◆ What is expected ◆
Locate the line bearing "for entry in wallet_entries" in the material below, then reproduce it and each following line up to and including the line bearing "WalletCategory::Deposit => summary.deposits".
◇ ◇ ◇ ◇
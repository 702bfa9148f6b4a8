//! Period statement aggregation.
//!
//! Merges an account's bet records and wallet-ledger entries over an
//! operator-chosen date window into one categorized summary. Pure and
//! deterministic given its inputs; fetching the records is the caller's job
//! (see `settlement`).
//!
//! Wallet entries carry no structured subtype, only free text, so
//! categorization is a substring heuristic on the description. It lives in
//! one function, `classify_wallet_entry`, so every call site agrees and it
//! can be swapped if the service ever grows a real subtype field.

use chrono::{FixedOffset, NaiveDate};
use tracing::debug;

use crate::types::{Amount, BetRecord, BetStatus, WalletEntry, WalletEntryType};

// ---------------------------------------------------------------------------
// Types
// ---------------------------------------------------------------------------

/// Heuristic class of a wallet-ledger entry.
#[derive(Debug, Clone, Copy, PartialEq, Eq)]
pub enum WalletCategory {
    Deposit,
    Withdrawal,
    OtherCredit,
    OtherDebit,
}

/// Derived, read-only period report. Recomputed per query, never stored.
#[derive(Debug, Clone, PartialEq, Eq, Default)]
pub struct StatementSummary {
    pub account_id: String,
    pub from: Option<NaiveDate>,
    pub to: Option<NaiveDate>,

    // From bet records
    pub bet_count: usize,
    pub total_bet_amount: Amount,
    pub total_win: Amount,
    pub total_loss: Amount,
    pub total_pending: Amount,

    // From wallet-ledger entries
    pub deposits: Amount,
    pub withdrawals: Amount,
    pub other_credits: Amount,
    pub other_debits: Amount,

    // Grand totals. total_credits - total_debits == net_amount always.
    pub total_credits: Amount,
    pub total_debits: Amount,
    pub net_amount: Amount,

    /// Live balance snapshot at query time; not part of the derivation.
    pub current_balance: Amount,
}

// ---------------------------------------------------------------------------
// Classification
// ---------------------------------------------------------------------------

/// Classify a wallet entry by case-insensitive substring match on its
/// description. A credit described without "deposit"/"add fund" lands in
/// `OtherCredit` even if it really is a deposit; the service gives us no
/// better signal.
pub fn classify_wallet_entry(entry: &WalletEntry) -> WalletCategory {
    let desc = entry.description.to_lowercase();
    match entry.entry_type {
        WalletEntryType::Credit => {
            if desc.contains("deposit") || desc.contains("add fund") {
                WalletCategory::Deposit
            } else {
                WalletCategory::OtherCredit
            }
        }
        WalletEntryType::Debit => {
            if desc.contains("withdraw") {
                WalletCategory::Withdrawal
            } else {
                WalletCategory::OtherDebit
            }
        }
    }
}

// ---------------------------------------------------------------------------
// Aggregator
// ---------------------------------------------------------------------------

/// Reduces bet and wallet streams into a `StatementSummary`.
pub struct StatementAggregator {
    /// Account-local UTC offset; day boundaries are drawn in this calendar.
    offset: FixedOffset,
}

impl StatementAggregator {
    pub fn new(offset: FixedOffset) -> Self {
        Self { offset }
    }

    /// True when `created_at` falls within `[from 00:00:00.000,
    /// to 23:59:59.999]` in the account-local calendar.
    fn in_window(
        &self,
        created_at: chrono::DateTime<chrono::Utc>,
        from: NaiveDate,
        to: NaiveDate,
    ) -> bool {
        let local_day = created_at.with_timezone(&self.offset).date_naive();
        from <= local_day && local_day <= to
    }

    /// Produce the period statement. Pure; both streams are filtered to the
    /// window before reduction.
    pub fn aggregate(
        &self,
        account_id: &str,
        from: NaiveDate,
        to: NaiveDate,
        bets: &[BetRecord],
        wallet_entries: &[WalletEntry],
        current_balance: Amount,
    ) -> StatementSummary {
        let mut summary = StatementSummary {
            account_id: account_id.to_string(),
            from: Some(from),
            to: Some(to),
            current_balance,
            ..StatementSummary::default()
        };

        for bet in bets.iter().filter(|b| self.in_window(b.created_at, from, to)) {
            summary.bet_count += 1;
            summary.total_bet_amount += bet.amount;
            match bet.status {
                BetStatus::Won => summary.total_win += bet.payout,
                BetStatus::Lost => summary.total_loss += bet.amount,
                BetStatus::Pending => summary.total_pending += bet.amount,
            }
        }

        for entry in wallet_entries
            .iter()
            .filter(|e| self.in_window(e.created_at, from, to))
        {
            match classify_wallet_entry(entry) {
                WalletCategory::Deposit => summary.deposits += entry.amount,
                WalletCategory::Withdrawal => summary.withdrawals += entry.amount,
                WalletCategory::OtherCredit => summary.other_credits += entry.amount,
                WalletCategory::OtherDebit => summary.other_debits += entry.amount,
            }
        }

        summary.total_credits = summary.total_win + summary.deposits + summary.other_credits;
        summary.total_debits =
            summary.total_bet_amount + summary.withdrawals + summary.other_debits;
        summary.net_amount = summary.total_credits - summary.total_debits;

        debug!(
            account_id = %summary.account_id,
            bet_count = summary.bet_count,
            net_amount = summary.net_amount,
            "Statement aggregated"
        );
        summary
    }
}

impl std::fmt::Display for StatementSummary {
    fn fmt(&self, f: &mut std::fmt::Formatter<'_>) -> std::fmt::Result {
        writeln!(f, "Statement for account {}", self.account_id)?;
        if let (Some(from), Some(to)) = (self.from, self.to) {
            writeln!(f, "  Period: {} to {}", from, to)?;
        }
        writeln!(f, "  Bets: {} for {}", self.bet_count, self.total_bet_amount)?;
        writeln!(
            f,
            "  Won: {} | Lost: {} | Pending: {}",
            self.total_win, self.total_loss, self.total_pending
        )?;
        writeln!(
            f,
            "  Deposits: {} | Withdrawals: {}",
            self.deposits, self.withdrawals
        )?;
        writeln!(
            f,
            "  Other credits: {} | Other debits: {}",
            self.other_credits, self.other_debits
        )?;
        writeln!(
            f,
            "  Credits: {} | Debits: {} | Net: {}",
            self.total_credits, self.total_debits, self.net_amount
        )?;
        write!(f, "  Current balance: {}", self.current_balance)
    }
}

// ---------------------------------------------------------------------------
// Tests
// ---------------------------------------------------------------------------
◇ ◇ ◇ ◇
◆ Answer to the exercise ◆
        for entry in wallet_entries
            .iter()
            .filter(|e| self.in_window(e.created_at, from, to))
        {
            match classify_wallet_entry(entry) {
                WalletCategory::Deposit => summary.deposits += entry.amount,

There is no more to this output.